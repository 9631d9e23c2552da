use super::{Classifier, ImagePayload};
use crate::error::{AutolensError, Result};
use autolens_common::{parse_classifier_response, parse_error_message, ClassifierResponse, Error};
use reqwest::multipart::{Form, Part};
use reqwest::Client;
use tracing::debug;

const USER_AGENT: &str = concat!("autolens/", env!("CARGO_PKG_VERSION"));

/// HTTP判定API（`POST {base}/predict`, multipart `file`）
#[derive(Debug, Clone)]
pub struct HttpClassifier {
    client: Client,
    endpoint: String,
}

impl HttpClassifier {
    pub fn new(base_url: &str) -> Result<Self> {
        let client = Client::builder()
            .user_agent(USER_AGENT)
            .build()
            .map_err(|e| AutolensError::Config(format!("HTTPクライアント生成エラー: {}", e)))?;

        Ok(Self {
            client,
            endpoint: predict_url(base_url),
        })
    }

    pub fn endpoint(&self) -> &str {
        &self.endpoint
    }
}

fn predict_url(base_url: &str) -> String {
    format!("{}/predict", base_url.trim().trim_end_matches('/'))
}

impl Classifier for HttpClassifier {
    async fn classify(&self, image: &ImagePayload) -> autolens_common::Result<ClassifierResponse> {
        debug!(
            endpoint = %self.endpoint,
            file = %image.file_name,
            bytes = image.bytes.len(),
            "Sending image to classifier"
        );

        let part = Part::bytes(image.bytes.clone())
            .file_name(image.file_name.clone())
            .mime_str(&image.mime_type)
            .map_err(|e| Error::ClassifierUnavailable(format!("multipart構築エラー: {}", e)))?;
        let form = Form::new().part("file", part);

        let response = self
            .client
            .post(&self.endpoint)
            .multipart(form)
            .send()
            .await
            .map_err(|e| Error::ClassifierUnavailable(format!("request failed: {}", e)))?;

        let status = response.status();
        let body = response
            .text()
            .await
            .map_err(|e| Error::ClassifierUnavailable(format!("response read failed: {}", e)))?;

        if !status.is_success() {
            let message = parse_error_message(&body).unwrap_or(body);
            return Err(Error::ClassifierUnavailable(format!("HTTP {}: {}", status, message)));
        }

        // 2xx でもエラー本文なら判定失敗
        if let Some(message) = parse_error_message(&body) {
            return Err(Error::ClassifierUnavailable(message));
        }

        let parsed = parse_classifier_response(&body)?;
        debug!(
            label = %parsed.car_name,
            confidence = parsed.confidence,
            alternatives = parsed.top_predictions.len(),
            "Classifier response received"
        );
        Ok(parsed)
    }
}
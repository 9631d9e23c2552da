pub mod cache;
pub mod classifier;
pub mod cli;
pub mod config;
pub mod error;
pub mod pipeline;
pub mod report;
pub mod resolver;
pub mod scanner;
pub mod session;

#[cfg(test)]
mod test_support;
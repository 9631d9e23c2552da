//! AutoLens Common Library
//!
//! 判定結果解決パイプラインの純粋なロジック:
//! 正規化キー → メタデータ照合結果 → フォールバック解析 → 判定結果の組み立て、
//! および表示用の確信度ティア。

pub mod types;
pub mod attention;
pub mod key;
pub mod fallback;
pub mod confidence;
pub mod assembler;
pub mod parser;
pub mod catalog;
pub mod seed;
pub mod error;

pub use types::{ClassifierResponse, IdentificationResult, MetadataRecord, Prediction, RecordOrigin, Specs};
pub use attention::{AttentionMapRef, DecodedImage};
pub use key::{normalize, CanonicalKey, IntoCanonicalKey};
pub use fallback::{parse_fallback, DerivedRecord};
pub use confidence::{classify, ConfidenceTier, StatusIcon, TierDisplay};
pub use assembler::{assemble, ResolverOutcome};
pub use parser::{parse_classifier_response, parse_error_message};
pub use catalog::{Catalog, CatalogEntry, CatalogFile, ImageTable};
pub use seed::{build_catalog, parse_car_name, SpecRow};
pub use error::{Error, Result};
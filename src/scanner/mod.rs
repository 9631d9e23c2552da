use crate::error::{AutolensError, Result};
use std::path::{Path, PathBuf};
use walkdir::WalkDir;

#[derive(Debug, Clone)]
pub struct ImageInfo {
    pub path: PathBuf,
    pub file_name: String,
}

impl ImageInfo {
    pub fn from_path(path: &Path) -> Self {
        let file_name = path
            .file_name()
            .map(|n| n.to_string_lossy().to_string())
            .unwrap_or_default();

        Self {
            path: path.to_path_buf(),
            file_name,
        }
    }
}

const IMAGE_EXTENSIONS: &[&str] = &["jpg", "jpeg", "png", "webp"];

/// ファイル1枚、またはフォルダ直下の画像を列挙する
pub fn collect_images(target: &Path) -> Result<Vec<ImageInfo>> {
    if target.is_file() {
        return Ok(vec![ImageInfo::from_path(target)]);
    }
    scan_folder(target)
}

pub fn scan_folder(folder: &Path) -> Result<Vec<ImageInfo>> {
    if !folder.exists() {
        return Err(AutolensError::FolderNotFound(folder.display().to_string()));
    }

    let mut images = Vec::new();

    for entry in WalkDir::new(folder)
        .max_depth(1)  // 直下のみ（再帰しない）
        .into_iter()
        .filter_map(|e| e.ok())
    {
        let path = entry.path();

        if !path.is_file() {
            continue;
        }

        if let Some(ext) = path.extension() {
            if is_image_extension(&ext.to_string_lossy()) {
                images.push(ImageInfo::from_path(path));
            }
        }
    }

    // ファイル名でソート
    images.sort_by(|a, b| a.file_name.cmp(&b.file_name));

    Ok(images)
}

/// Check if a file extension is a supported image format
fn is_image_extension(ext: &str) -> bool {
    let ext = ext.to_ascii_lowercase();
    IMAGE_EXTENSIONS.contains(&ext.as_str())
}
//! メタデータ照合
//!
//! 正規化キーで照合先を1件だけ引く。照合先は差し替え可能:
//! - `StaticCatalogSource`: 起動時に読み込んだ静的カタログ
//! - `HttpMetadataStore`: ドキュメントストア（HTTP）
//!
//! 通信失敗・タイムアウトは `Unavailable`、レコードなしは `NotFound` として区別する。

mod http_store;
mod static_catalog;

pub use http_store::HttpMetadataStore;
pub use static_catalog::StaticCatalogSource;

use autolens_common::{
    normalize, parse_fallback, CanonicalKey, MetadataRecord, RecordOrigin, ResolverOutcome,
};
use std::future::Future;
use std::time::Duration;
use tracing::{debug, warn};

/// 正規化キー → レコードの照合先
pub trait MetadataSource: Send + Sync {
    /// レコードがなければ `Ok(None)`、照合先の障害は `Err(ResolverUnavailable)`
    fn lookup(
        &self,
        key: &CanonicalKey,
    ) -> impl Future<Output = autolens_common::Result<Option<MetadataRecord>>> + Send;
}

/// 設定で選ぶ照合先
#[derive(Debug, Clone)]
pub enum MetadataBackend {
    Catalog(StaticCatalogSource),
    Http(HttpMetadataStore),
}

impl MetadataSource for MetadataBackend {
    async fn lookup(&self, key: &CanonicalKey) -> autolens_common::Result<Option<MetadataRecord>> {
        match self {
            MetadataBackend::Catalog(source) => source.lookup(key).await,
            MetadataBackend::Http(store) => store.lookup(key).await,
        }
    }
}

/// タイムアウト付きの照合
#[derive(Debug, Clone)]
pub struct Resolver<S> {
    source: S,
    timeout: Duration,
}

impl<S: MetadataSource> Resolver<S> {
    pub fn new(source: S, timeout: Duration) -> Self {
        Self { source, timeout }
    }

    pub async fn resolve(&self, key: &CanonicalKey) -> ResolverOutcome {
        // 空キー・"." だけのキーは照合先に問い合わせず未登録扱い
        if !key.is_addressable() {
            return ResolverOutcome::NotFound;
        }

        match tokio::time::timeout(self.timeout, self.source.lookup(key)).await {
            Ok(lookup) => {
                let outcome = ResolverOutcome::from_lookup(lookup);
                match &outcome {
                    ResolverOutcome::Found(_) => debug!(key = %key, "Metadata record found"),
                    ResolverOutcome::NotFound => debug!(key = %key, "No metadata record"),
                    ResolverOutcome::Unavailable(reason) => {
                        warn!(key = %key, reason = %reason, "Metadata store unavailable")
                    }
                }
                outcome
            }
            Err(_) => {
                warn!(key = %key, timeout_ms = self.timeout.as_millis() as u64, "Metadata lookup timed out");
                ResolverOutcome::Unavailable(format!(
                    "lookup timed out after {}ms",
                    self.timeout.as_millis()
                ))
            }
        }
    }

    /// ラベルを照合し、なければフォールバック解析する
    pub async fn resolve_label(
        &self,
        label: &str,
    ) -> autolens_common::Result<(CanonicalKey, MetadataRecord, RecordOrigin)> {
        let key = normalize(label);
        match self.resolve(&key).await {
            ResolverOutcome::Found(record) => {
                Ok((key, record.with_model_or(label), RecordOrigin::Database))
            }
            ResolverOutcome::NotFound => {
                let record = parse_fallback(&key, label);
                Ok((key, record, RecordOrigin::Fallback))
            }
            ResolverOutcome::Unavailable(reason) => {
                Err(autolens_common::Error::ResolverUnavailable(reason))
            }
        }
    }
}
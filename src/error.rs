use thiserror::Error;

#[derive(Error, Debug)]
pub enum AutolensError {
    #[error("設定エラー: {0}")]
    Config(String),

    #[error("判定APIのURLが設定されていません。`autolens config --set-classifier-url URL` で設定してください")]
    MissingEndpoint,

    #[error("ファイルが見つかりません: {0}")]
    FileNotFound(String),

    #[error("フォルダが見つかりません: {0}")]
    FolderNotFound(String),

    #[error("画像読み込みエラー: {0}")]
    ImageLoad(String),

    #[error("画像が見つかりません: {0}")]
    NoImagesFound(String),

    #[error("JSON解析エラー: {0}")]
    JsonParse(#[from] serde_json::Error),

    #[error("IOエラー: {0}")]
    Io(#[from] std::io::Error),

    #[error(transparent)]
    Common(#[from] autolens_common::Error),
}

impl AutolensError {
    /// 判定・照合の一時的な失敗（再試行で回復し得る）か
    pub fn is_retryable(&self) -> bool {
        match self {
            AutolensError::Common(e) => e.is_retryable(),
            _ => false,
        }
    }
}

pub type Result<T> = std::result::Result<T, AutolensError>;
==
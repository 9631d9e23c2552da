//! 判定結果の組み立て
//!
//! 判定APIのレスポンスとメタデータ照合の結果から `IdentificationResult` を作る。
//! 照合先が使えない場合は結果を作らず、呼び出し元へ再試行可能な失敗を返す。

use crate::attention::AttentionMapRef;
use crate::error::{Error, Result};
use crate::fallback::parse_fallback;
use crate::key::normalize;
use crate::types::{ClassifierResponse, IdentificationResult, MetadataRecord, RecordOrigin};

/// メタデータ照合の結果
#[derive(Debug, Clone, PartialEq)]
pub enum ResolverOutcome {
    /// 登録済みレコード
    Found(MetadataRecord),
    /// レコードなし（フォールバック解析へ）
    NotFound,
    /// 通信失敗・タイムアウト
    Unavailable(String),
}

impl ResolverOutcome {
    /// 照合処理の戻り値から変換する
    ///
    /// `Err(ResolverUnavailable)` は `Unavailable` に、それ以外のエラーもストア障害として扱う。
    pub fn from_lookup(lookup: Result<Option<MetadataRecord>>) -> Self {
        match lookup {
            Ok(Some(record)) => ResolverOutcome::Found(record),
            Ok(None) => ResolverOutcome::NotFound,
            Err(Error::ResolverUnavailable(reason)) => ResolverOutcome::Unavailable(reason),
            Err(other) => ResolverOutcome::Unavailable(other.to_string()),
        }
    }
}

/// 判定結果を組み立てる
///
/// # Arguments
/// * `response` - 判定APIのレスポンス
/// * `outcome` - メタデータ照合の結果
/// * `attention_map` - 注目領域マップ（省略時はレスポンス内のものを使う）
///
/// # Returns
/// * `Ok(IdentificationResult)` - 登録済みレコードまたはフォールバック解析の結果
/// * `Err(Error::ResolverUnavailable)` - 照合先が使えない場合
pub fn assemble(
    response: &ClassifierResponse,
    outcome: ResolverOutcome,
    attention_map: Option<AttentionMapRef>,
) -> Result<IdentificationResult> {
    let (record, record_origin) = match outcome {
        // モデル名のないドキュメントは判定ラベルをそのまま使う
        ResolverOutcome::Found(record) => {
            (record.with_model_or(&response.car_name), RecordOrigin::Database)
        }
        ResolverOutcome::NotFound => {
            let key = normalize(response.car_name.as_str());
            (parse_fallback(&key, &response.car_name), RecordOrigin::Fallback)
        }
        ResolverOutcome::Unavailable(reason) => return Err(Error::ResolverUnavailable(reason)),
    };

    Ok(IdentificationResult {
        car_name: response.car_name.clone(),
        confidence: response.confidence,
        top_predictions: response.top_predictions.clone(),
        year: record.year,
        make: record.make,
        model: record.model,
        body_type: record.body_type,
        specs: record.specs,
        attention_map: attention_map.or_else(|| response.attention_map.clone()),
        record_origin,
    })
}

### Task to carry out
Find the line with "impl<S: MetadataSource> Resolver<S>" in the material above. Reproduce it and each line after it up to and including the line with "ResolverOutcome::NotFound => debug!(key".

### Answer box
impl<S: MetadataSource> Resolver<S> {
    pub fn new(source: S, timeout: Duration) -> Self {
        Self { source, timeout }
    }

    pub async fn resolve(&self, key: &CanonicalKey) -> ResolverOutcome {
        // 空キー・"." だけのキーは照合先に問い合わせず未登録扱い
        if !key.is_addressable() {
            return ResolverOutcome::NotFound;
        }

        match tokio::time::timeout(self.timeout, self.source.lookup(key)).await {
            Ok(lookup) => {
                let outcome = ResolverOutcome::from_lookup(lookup);
                match &outcome {
                    ResolverOutcome::Found(_) => debug!(key = %key, "Metadata record found"),
                    ResolverOutcome::NotFound => debug!(key = %key, "No metadata record"),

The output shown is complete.